Supplied material START

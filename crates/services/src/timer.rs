//! Wall-clock driver for the question countdown.

use std::time::Duration;

use interview_core::TickOutcome;
use tokio::time::{self, Instant, MissedTickBehavior};

pub const TICK_PERIOD: Duration = Duration::from_secs(1);

/// Call `on_tick` once per `period` until it reports that the countdown
/// stopped. The first tick fires one full period after the call.
///
/// Callers cancel the surrounding task to stop early; `on_tick` must ignore
/// ticks that arrive for a stale epoch.
pub async fn run_countdown<F>(period: Duration, mut on_tick: F)
where
    F: FnMut() -> TickOutcome,
{
    let mut interval = time::interval_at(Instant::now() + period, period);
    interval.set_missed_tick_behavior(MissedTickBehavior::Delay);
    loop {
        interval.tick().await;
        let outcome = on_tick();
        if !outcome.keep_going() {
            tracing::debug!(?outcome, "countdown driver stopped");
            break;
        }
    }
}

Supplied material END

### Instructions to follow
Lines with the string "Instant": say how many appear in the entries above, giving the number alone.

### Task output
2